§ REQUIREMENT: From the data below, set down exactly the lines between the one holding "API server port." and the one holding "if let Some(capacity)", inclusive, and no others.

[EXERCISE DATA — start]

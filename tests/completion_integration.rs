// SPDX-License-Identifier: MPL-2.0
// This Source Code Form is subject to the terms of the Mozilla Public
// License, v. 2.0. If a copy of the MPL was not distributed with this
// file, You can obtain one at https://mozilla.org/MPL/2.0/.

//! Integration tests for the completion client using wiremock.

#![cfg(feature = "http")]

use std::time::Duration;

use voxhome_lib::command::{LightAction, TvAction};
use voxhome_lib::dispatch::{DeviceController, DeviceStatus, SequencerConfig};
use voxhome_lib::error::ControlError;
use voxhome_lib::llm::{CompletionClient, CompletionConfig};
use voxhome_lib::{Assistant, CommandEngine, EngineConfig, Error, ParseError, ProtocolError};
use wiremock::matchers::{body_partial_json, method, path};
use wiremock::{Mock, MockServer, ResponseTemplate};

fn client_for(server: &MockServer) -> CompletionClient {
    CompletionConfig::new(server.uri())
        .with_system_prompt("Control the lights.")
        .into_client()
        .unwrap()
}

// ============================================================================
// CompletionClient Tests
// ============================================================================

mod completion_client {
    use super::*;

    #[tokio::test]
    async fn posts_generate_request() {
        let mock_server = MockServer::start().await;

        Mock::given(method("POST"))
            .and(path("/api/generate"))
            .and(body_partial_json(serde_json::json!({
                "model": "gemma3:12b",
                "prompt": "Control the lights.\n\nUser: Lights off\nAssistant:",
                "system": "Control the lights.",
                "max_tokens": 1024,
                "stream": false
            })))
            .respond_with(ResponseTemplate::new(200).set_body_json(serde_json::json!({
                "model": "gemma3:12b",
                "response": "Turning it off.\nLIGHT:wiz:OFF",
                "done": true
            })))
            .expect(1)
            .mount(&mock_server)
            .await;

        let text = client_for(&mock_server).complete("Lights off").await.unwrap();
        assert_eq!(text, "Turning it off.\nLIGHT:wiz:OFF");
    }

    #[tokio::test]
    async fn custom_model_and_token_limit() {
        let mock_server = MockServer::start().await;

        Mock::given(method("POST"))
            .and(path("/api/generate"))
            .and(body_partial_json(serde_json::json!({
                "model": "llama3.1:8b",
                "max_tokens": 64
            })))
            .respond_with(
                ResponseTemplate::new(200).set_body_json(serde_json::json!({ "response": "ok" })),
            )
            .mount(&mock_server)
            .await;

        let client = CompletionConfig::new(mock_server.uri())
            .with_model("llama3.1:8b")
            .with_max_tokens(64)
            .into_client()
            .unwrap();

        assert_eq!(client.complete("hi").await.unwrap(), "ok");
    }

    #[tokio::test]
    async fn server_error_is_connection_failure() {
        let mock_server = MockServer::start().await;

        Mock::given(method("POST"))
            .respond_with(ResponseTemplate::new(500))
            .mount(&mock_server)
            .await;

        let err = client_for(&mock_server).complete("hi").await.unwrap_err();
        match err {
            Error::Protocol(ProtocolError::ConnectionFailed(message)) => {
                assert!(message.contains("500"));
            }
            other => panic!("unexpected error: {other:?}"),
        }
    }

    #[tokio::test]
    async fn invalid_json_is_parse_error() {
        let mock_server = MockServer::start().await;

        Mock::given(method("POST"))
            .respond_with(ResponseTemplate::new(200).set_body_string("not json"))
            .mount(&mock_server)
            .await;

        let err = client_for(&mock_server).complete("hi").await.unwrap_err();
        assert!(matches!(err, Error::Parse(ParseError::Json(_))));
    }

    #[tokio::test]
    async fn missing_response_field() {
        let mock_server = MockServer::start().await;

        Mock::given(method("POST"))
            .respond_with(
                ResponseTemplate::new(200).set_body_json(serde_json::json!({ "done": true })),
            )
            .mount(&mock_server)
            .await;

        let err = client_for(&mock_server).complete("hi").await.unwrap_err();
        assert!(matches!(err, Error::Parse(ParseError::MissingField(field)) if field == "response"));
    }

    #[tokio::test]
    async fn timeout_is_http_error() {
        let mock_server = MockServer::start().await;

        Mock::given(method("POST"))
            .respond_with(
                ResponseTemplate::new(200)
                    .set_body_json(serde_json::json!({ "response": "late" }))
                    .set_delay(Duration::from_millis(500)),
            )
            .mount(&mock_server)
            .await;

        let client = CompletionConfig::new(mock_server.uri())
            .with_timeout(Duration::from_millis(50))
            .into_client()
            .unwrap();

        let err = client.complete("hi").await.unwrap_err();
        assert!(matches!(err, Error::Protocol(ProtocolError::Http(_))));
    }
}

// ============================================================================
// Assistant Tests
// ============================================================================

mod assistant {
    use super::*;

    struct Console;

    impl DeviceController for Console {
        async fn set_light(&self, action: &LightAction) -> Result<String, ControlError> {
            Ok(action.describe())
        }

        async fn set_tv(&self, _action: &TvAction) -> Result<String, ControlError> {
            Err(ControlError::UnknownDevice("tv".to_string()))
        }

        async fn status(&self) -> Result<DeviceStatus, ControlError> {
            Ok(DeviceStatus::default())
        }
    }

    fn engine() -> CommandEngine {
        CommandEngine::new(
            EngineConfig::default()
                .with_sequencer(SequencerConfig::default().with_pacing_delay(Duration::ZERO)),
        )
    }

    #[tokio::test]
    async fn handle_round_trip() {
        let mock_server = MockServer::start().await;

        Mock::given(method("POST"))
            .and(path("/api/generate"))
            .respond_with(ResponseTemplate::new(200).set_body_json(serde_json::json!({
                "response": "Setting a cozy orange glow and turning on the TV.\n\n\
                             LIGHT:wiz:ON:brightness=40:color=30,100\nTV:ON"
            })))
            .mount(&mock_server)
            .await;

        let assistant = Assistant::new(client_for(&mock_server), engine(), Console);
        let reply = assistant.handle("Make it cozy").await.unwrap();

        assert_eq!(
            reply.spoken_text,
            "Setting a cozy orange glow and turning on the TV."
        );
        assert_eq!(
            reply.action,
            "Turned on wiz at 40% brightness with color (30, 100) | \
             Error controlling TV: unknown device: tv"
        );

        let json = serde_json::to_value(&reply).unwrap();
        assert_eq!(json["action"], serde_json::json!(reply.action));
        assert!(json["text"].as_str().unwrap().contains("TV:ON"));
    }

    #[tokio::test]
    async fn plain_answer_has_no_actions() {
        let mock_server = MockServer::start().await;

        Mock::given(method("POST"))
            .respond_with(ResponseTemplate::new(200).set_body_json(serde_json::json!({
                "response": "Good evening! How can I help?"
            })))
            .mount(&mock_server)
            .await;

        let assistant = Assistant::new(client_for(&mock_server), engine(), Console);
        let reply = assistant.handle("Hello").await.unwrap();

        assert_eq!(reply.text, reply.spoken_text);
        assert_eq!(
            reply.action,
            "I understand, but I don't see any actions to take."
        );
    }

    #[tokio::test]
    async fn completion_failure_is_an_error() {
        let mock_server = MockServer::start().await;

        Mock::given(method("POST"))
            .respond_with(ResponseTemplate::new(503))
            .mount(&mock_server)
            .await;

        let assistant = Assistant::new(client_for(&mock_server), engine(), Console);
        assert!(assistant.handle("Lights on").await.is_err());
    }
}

[EXERCISE DATA — finish]
[EXERCISE DATA — start]

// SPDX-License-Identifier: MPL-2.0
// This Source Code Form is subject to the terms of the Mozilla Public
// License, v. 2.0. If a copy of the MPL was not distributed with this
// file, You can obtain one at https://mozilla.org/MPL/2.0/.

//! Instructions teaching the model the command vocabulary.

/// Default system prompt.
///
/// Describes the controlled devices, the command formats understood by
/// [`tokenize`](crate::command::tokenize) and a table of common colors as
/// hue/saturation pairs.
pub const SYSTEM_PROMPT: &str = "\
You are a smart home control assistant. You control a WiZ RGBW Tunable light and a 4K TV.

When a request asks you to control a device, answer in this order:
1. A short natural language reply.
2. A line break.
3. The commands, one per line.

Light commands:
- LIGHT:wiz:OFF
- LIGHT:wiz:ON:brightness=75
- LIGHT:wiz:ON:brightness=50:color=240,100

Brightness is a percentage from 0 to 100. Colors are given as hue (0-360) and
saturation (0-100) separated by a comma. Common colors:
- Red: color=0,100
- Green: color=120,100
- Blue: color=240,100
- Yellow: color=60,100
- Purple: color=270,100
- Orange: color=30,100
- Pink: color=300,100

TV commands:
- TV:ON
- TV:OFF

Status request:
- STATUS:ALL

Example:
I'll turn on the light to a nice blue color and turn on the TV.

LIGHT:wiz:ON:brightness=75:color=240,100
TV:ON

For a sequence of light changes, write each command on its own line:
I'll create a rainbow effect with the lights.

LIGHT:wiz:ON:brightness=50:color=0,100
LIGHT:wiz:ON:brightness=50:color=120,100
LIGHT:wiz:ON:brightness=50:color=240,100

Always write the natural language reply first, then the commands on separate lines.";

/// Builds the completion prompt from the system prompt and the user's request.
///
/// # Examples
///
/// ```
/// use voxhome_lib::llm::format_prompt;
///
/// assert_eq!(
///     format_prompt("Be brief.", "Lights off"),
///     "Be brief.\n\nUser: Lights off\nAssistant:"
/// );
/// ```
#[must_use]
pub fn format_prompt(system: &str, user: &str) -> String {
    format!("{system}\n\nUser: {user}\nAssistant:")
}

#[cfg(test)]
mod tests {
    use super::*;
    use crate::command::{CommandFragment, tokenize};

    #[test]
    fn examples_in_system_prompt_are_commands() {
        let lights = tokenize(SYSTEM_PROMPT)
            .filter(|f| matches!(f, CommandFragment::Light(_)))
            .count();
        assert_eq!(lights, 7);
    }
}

[EXERCISE DATA — finish]
[EXERCISE DATA — start]

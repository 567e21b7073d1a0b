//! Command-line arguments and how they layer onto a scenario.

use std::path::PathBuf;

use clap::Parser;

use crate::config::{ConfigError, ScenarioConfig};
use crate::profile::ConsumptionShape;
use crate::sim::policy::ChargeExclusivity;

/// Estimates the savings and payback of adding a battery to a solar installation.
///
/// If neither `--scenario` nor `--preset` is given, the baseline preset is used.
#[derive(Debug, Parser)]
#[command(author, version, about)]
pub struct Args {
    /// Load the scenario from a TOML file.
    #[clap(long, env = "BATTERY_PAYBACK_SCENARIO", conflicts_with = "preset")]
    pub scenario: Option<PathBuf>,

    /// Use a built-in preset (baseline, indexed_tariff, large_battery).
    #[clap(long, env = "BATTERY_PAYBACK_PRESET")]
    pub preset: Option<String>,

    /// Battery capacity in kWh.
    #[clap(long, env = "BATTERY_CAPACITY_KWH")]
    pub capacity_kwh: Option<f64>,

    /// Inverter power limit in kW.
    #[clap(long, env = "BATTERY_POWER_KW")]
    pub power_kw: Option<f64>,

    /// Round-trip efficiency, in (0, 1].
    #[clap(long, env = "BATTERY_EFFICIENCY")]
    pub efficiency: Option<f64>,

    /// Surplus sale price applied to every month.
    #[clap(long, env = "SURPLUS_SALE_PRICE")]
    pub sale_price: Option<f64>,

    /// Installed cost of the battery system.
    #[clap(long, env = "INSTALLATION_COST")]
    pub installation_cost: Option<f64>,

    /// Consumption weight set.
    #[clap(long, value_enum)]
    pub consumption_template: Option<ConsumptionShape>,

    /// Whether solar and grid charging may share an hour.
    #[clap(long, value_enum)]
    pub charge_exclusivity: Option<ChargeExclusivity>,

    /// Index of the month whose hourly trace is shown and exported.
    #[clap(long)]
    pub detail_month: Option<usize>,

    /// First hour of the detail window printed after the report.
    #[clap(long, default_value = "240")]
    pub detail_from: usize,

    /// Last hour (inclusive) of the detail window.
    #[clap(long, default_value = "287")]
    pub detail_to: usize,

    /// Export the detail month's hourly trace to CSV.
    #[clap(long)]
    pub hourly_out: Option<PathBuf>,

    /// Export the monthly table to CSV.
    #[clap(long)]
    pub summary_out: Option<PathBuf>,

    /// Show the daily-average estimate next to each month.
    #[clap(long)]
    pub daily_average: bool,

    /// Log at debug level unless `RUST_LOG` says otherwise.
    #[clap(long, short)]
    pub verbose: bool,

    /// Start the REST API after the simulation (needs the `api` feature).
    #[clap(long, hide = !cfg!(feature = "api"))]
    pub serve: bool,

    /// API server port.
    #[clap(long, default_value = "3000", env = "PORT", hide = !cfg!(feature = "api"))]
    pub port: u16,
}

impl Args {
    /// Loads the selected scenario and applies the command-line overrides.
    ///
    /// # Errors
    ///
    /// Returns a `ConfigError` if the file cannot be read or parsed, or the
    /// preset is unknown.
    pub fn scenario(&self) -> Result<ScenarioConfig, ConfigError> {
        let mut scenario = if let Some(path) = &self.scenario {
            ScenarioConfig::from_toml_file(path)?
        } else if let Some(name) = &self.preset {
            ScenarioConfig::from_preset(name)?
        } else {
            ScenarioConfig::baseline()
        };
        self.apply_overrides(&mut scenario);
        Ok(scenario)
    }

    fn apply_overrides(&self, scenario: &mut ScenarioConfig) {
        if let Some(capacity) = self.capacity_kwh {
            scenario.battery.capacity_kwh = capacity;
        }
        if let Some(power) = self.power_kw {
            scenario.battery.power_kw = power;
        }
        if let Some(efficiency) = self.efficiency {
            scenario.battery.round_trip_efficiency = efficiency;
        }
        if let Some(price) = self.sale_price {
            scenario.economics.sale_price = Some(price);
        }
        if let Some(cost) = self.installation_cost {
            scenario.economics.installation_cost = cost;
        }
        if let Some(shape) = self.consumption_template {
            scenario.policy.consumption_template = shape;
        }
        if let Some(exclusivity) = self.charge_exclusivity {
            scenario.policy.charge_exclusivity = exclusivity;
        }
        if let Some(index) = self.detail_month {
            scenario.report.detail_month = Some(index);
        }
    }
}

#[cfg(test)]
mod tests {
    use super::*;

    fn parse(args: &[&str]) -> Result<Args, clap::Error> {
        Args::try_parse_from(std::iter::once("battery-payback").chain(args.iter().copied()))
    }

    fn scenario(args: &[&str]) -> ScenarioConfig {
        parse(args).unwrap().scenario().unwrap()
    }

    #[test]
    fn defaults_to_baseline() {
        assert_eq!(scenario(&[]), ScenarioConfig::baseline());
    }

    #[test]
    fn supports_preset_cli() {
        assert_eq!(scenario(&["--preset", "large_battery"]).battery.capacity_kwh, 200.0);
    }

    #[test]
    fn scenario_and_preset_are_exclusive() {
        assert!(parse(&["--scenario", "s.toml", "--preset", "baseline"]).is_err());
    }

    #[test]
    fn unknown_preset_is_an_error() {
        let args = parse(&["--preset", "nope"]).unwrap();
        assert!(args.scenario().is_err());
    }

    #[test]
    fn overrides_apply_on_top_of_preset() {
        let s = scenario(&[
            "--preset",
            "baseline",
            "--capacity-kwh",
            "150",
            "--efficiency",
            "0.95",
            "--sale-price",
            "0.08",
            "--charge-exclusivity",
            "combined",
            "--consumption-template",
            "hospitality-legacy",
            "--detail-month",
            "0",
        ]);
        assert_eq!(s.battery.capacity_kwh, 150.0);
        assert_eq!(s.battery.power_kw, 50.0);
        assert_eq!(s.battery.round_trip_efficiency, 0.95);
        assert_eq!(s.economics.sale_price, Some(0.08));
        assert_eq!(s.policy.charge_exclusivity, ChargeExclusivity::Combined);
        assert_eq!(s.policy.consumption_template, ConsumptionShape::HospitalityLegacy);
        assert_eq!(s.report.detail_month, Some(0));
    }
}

[EXERCISE DATA — finish]

§ PROBLEM SOLUTION:
    /// API server port.
    #[clap(long, default_value = "3000", env = "PORT", hide = !cfg!(feature = "api"))]
    pub port: u16,
}

impl Args {
    /// Loads the selected scenario and applies the command-line overrides.
    ///
    /// # Errors
    ///
    /// Returns a `ConfigError` if the file cannot be read or parsed, or the
    /// preset is unknown.
    pub fn scenario(&self) -> Result<ScenarioConfig, ConfigError> {
        let mut scenario = if let Some(path) = &self.scenario {
            ScenarioConfig::from_toml_file(path)?
        } else if let Some(name) = &self.preset {
            ScenarioConfig::from_preset(name)?
        } else {
            ScenarioConfig::baseline()
        };
        self.apply_overrides(&mut scenario);
        Ok(scenario)
    }

    fn apply_overrides(&self, scenario: &mut ScenarioConfig) {
        if let Some(capacity) = self.capacity_kwh {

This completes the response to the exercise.